Comme notre objet de travail collaboratif se trouve lié à cette problématique, nous avons rappelé, schématiquement, les origines et les mouvances de la notion d’action située. Il s’agit de voir si les caractéristiques de la situation, telles qu’elles ont été définies par la philosophie pragmatiste et la sociologie interactionniste, peuvent se traduire dans le champ de la psychologie sociale des processus cognitifs. L'action située dresse un portrait des hommes et des choses comme qualitativement différents.

En ce qui concerne la différence entre l’action située et la cognition située, nous constatons que l’approche de la cognition située reprend les principes de l’action située en les appliquant à la cognition. Il ne s’agit pas de faire une distinction entre le social et le cognitif, mais de les appréhender comme deux aspects d’un même processus. Dans la cognition située, on s’éloigne de la perspective des ethnométhodologues et la cognition elle-même devient l’objet d’étude : les activités mentales (raisonnement, mémoire,…) ou les processus cognitifs (résolution de problèmes, apprentissage,...). En mettant l’accent sur le caractère émergent de la situation et en prônant que toute activité commune de construction de sens se déroule dans l’ici et maintenant, celle-ci a un caractère « situé ». Elle est située dans un cadre de contraintes et dans un espace structuré par des décisions.

L’indexicalité, mise en lumière par les théories ethnométhodologiques et

interactionnistes, rend illusoire la séparation des actes de leur contexte. De plus, la cognition étant située matériellement par son « ancrage » dans les objets de la situation n’autorise pas seulement l’activité, mais elle la configure.

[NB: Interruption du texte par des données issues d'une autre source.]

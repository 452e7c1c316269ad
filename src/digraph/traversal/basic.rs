//! Core graph traversal structure and basic traversal operations.

use crate::compiler::ast::Matcher;
use crate::digraph::graph_trait::GraphAccess;
use super::{Traversal, TraversalResult};

/// Direction of a single-hop traversal
#[derive(Debug, Clone, Copy)]
pub(crate) enum Direction {
    Incoming,
    Outgoing,
}

/// Graph traversal engine for dependency graphs.
pub struct GraphTraversal<'g, G: GraphAccess> {
    pub(crate) graph: &'g G,
}

impl<'g, G: GraphAccess> GraphTraversal<'g, G> {
    pub fn new(graph: &'g G) -> Self {
        Self { graph }
    }

    /// Execute a traversal pattern from the given start nodes.
    pub fn execute(&self, traversal: &Traversal, start_nodes: &[usize]) -> TraversalResult {
        match traversal {
            Traversal::Outgoing(matcher) => self.step(start_nodes, Direction::Outgoing, matcher),
            Traversal::Incoming(matcher) => self.step(start_nodes, Direction::Incoming, matcher),
            Traversal::Concatenated(traversals) => self.concatenated_traversal(start_nodes, traversals),
            Traversal::KleeneStar(traversal) => self.kleene_star_traversal(start_nodes, traversal),
        }
    }

    /// Follow one edge in `direction`, keeping edges whose label satisfies
    /// `matcher`.
    pub(crate) fn step(&self, start_nodes: &[usize], direction: Direction, matcher: &Matcher) -> TraversalResult {
        // Exact labels are resolved to an id once; a label missing from the
        // vocabulary can never match.
        let expected_id = match matcher {
            Matcher::String(label) => match self.graph.get_label_id(label) {
                Some(id) => Some(id),
                None => return TraversalResult::FailTraversal,
            },
            _ => None,
        };

        let mut result_nodes = Vec::new();
        for &start_node in start_nodes {
            let edges: Vec<(usize, usize)> = match direction {
                Direction::Outgoing => self.graph.outgoing(start_node)
                    .map(|edges| edges.collect())
                    .unwrap_or_default(),
                Direction::Incoming => self.graph.incoming(start_node)
                    .map(|edges| edges.collect())
                    .unwrap_or_default(),
            };
            for (node, label_id) in edges {
                let keep = match expected_id {
                    Some(id) => label_id == id,
                    None => self.graph
                        .get_label(label_id)
                        .map(|label| matcher.matches(label))
                        .unwrap_or(false),
                };
                if keep {
                    result_nodes.push(node);
                }
            }
        }
        TraversalResult::from_nodes(result_nodes)
    }
}
//! Penn Treebank to Universal POS mapping.
//!
//! Odinson documents usually carry only the fine-grained `tag` field. The
//! detector reasons over universal tags (`NOUN`, `PROPN`, ...), so when a
//! sentence has no `pos` field the coarse tag is derived from `tag`.

/// Map a Penn Treebank tag to its universal POS tag.
///
/// Unknown tags map to `X`.
pub fn universal_pos(tag: &str) -> &'static str {
    match tag {
        "NN" | "NNS" => "NOUN",
        "NNP" | "NNPS" => "PROPN",
        "PRP" | "WP" | "EX" => "PRON",
        "PRP$" | "WP$" | "DT" | "PDT" | "WDT" => "DET",
        "JJ" | "JJR" | "JJS" | "AFX" => "ADJ",
        "VB" | "VBD" | "VBG" | "VBN" | "VBP" | "VBZ" => "VERB",
        "MD" => "AUX",
        "RB" | "RBR" | "RBS" | "WRB" => "ADV",
        "IN" | "RP" => "ADP",
        "CC" => "CCONJ",
        "CD" => "NUM",
        "TO" | "POS" => "PART",
        "UH" => "INTJ",
        "SYM" | "$" | "#" => "SYM",
        "," | "." | ":" | "``" | "''" | "\"" | "-LRB-" | "-RRB-" | "(" | ")" | "HYPH" | "NFP" => "PUNCT",
        _ => "X",
    }
}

Tandis que la notion d’action située met en avant la relation entre individu et situation concrète, la deuxième approche que nous allons étudier examine les processus internes d’un groupe de personnes qui exécute une tâche en prenant appui sur le monde externe, voire les artefacts. C’est l’approche de la cognition distribuée de Hutchins (1995) que nous appréhendons au prochain chapitre. De manière identique à Suchman, l’approche de la cognition distribuée met en exergue l’importance de l’environnement, dans lequel les acteurs réalisent leurs actions, mais elle souligne en particulier que les individus agissent dans un monde plein d’artefacts. Ainsi, elle déplace le focus des interactions sur toutes les composantes d’un système, une démarche qui a des conséquences sur la notion de la cognition.